Acute rheumatic fever typically develops about 2 to 4 weeks after a group A streptococcal pharyngitis infection episode and can affect the joints, skin, brain, and heart. In the acute stage, rheumatic fever causes pancarditis, involving myocardium, endocardium, and epicardium inflammation. Chronic rheumatic heart disease causes the heart valves to become fibrotic, leading to stenosis and insufficiency. After repeated episodes of rheumatic fever, the heart valves can undergo progressive fibrosis, resulting in rheumatic valvular heart disease.

Pathophysiology

The pathophysiology of RHD involves an autoimmune response in which the body's immune system mistakenly targets cardiac tissues, particularly the heart valves, due to molecular mimicry between streptococcal antigens and cardiac myosin. The immune response induces widespread inflammation, leading to valvulitis and pancarditis.

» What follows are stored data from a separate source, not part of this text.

//! Hashing utilities for checksums and fingerprinting.

use std::fs::File;
use std::io::{BufReader, Read};
use std::path::Path;

use anyhow::{Context, Result};
use sha2::{Digest, Sha256};

/// Compute SHA256 hash of a byte slice.
pub fn sha256_bytes(data: &[u8]) -> String {
    let mut hasher = Sha256::new();
    hasher.update(data);
    hex::encode(hasher.finalize())
}

/// Compute SHA256 hash of a string.
pub fn sha256_str(s: &str) -> String {
    sha256_bytes(s.as_bytes())
}

/// Compute SHA256 hash of a file.
pub fn sha256_file(path: &Path) -> Result<String> {
    let file = File::open(path)
        .with_context(|| format!("failed to open file for hashing: {}", path.display()))?;

    let mut reader = BufReader::new(file);
    let mut hasher = Sha256::new();
    let mut buffer = [0u8; 8192];

    loop {
        let bytes_read = reader.read(&mut buffer)?;
        if bytes_read == 0 {
            break;
        }
        hasher.update(&buffer[..bytes_read]);
    }

    Ok(hex::encode(hasher.finalize()))
}

/// A hasher for building cache keys from multiple components.
#[derive(Default)]
pub struct Fingerprint {
    hasher: Sha256,
}

impl Fingerprint {
    pub fn new() -> Self {
        Fingerprint {
            hasher: Sha256::new(),
        }
    }

    /// Add a string component to the fingerprint.
    pub fn update_str(&mut self, s: &str) -> &mut Self {
        self.hasher.update(s.as_bytes());
        self.hasher.update(b"\0");
        self
    }

    /// Add raw bytes, length-prefixed so adjacent fields cannot alias.
    pub fn update_bytes(&mut self, data: &[u8]) -> &mut Self {
        self.hasher.update((data.len() as u64).to_le_bytes());
        self.hasher.update(data);
        self
    }

    pub fn update_u32(&mut self, value: u32) -> &mut Self {
        self.hasher.update(value.to_le_bytes());
        self
    }

    pub fn update_bool(&mut self, b: bool) -> &mut Self {
        self.hasher.update([b as u8]);
        self
    }

    /// Finalize and return the fingerprint as a hex string.
    pub fn finish(self) -> String {
        hex::encode(self.hasher.finalize())
    }
}

#[cfg(test)]
mod tests {
    use super::*;
    use tempfile::TempDir;

    #[test]
    fn test_sha256_str() {
        let hash = sha256_str("hello");
        assert_eq!(
            hash,
            "2cf24dba5fb0a30e26e83b2ac5b9e29e1b161e5c1fa7425e73043362938b9824"
        );
    }

    #[test]
    fn test_sha256_file_matches_bytes() {
        let tmp = TempDir::new().unwrap();
        let path = tmp.path().join("initrd.cpio");
        std::fs::write(&path, b"070701").unwrap();

        assert_eq!(sha256_file(&path).unwrap(), sha256_bytes(b"070701"));
    }

    #[test]
    fn test_fingerprint_field_boundaries() {
        let mut a = Fingerprint::new();
        a.update_bytes(b"ab").update_bytes(b"c");
        let mut b = Fingerprint::new();
        b.update_bytes(b"a").update_bytes(b"bc");

        assert_ne!(a.finish(), b.finish());
    }

    #[test]
    fn test_fingerprint_stable() {
        let mut a = Fingerprint::new();
        a.update_str("x86_64").update_bool(true).update_u32(0o755);
        let mut b = Fingerprint::new();
        b.update_str("x86_64").update_bool(true).update_u32(0o755);

        assert_eq!(a.finish(), b.finish());
    }
}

Rheumatic infective endocarditis (IE) can cause valvulitis, characterized by swelling and erosion of the heart valves, predominantly the mitral and aortic valves. The inflammatory response results in fibrin and blood cells deposition in the eroded areas, forming vegetations. These lesions cause thickening of the valve leaflets, fusion of commissures, and chordae tendineae. Additionally, fibrosis of the papillary muscles occurs. As the disease progresses, valve leaflets may become calcified, resulting in stenosis, which narrows the valve opening and restricts blood flow. Conversely, the stiffened and less mobile valve leaflets may fail to close properly, leading to regurgitation, where blood leaks backward.

A hallmark of Acute Rheumatic Fever (ARF) is the formation of Aschoff bodies. These nodules arise from an inflammatory reaction that causes swelling and destruction of collagen fibers. As Aschoff bodies mature, they become fibrotic, forming scar tissue within the myocardium, the heart muscle. This scarring can impair the myocardium's contractile function, contributing to the overall cardiac dysfunction seen in RHD.

Rheumatic pericarditis, another complication of ARF, affects both layers of the pericardium—the protective sac surrounding the heart. Inflammation causes the pericardial layers to thicken and become covered with fibrinous exudate. It can lead to the development of a serosanguineous pericardial effusion, a fluid accumulation containing both blood and serum. During the healing process, fibrosis and adhesions can form, potentially leading to partial or complete obliteration of the pericardial sac, which restricts heart movement and function.

The damage to the heart begins with the initial attack of rheumatic fever and is exacerbated by recurrent streptococcal infections. Each recurrence triggers further inflammation, leading to progressive structural damage and dysfunction of the heart valves and surrounding cardiac tissues. Over time, this can result in severe cardiac complications, including heart failure, atrial fibrillation, and an increased risk of infective endocarditis.